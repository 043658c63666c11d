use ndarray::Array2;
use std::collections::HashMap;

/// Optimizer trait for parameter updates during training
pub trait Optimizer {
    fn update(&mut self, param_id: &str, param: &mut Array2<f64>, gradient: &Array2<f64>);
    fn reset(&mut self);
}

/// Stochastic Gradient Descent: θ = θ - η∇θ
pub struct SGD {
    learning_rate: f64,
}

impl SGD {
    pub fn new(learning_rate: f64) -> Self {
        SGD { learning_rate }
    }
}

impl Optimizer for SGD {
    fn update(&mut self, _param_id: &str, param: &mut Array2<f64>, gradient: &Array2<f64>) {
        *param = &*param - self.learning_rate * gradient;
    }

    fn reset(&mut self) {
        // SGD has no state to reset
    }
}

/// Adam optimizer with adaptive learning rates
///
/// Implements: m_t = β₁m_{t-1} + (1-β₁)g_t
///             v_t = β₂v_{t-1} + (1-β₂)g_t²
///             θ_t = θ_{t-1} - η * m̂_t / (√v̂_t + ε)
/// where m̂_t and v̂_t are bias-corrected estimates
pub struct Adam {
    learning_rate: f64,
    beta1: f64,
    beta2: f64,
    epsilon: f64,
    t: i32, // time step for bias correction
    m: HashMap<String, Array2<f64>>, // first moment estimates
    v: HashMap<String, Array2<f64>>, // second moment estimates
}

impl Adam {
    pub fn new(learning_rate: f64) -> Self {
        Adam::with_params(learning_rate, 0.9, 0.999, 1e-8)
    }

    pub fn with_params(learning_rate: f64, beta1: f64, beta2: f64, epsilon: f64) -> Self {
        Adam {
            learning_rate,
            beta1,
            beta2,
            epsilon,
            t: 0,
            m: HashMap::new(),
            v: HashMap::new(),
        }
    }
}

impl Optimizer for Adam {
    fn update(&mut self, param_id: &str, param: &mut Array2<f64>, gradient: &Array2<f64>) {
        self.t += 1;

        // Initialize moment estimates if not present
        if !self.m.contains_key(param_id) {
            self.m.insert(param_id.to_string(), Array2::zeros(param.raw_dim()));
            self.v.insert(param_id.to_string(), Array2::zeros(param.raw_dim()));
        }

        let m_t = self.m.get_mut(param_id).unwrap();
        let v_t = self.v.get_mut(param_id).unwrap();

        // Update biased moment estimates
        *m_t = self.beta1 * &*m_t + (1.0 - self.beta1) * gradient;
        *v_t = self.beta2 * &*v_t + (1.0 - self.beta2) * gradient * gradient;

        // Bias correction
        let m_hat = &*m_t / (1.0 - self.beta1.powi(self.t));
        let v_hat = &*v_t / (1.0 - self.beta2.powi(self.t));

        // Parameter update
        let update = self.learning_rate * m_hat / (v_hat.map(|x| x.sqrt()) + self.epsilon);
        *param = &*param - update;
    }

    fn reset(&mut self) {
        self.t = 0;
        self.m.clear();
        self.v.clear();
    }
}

____________________

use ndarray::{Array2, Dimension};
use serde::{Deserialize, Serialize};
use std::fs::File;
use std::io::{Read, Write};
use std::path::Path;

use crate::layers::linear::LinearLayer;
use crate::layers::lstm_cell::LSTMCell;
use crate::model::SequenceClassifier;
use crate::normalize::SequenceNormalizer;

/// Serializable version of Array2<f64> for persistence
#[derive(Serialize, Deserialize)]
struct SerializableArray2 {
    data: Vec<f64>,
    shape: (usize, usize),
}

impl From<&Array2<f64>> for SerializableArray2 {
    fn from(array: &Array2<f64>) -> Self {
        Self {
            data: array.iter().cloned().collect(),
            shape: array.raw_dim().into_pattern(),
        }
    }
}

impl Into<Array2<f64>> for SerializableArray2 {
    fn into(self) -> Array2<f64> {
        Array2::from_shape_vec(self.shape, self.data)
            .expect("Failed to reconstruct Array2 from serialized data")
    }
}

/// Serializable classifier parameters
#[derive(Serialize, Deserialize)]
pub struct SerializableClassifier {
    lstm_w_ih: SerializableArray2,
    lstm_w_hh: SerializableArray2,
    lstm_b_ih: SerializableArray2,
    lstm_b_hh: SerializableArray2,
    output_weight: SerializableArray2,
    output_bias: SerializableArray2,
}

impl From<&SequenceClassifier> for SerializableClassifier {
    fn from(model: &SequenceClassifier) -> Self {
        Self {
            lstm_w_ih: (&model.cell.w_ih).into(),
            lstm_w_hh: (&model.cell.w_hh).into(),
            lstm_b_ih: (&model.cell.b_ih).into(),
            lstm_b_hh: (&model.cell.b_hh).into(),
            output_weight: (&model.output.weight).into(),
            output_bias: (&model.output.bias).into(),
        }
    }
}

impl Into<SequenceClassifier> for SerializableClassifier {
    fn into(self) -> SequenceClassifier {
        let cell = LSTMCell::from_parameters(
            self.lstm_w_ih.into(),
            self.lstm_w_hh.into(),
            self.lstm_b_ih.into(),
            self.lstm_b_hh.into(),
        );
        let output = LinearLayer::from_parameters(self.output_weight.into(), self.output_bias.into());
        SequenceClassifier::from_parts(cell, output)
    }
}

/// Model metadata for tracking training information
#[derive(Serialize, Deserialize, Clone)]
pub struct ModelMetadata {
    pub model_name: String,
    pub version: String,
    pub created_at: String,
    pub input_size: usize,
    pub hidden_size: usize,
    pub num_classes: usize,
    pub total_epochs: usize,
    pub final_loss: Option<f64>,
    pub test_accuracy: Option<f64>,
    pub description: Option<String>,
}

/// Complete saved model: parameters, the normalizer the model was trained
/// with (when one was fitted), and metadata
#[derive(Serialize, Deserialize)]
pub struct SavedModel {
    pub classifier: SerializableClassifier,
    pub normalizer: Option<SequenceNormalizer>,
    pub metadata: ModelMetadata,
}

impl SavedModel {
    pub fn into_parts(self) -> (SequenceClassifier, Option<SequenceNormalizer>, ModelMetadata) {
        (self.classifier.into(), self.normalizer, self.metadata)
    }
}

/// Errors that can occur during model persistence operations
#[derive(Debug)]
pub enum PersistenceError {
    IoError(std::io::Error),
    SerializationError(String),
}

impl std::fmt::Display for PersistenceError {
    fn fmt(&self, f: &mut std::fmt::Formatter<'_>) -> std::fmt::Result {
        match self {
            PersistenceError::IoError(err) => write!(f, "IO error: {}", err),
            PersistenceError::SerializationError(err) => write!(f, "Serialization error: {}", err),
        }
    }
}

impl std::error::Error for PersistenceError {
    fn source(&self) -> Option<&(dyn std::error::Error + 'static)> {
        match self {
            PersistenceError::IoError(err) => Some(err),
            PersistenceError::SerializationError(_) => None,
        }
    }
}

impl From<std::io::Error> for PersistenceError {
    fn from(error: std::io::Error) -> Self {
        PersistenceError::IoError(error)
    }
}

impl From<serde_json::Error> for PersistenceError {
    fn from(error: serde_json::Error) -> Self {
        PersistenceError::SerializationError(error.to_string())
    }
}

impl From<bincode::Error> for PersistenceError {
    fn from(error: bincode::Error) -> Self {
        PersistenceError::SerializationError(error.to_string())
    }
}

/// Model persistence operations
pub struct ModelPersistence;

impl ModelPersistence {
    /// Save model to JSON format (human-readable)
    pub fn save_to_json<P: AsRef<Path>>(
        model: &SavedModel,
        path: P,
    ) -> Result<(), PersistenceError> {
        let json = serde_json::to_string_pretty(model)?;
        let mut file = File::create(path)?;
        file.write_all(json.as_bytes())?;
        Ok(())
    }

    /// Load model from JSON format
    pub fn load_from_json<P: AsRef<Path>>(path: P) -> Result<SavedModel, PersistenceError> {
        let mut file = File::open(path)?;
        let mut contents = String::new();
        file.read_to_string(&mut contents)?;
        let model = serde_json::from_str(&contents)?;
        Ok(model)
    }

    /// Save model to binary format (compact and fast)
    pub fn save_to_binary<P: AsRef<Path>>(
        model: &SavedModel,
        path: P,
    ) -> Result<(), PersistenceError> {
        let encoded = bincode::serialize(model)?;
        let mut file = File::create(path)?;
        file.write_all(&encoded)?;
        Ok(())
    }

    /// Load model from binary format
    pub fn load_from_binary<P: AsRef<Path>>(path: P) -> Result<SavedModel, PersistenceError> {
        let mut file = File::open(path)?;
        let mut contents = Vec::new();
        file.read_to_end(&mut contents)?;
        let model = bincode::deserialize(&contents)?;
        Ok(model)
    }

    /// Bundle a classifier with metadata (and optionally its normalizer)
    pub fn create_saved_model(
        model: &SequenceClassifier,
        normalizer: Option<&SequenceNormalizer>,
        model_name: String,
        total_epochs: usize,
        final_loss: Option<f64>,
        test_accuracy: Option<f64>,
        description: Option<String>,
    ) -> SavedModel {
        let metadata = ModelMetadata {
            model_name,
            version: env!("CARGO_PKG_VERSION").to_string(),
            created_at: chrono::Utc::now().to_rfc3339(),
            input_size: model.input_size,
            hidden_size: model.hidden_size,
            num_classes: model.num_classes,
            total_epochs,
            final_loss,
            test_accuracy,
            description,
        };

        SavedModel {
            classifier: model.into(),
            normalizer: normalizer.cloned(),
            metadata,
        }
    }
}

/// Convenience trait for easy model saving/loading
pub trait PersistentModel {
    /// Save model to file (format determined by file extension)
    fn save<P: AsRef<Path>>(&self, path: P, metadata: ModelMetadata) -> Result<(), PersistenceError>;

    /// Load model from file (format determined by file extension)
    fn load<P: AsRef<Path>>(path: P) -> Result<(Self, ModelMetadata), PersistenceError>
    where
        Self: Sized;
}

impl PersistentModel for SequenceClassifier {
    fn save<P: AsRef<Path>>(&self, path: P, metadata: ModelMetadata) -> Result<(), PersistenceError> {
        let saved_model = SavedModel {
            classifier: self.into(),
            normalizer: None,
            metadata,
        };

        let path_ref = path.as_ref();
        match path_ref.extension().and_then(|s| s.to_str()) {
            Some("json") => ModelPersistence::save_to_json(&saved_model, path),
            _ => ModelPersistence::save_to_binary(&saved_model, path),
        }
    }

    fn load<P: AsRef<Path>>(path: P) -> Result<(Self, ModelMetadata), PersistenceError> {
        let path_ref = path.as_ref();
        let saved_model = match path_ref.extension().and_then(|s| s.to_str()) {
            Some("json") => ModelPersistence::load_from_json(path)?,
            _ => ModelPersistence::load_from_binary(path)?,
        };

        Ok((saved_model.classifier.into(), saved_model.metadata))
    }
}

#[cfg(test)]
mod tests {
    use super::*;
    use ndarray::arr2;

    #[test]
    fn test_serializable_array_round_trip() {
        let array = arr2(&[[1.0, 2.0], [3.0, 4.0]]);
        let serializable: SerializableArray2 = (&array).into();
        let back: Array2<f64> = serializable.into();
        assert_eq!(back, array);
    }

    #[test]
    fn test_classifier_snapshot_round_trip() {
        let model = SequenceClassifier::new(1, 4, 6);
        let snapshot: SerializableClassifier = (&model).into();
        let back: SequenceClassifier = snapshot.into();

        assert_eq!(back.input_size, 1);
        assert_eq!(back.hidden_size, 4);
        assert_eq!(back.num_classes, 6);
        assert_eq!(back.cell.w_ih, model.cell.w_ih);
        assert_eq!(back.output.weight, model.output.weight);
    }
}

____________________

Your reply is to repeat, unchanged, the lines above running from the one with "impl From<std::io::Error> for" up to and including the one with "let encoded = bincode::serialize(model)?;".

Answer space:
impl From<std::io::Error> for PersistenceError {
    fn from(error: std::io::Error) -> Self {
        PersistenceError::IoError(error)
    }
}

impl From<serde_json::Error> for PersistenceError {
    fn from(error: serde_json::Error) -> Self {
        PersistenceError::SerializationError(error.to_string())
    }
}

impl From<bincode::Error> for PersistenceError {
    fn from(error: bincode::Error) -> Self {
        PersistenceError::SerializationError(error.to_string())
    }
}

/// Model persistence operations
pub struct ModelPersistence;

impl ModelPersistence {
    /// Save model to JSON format (human-readable)
    pub fn save_to_json<P: AsRef<Path>>(
        model: &SavedModel,
        path: P,
    ) -> Result<(), PersistenceError> {
        let json = serde_json::to_string_pretty(model)?;
        let mut file = File::create(path)?;
        file.write_all(json.as_bytes())?;
        Ok(())
    }

    /// Load model from JSON format
    pub fn load_from_json<P: AsRef<Path>>(path: P) -> Result<SavedModel, PersistenceError> {
        let mut file = File::open(path)?;
        let mut contents = String::new();
        file.read_to_string(&mut contents)?;
        let model = serde_json::from_str(&contents)?;
        Ok(model)
    }

    /// Save model to binary format (compact and fast)
    pub fn save_to_binary<P: AsRef<Path>>(
        model: &SavedModel,
        path: P,
    ) -> Result<(), PersistenceError> {
        let encoded = bincode::serialize(model)?;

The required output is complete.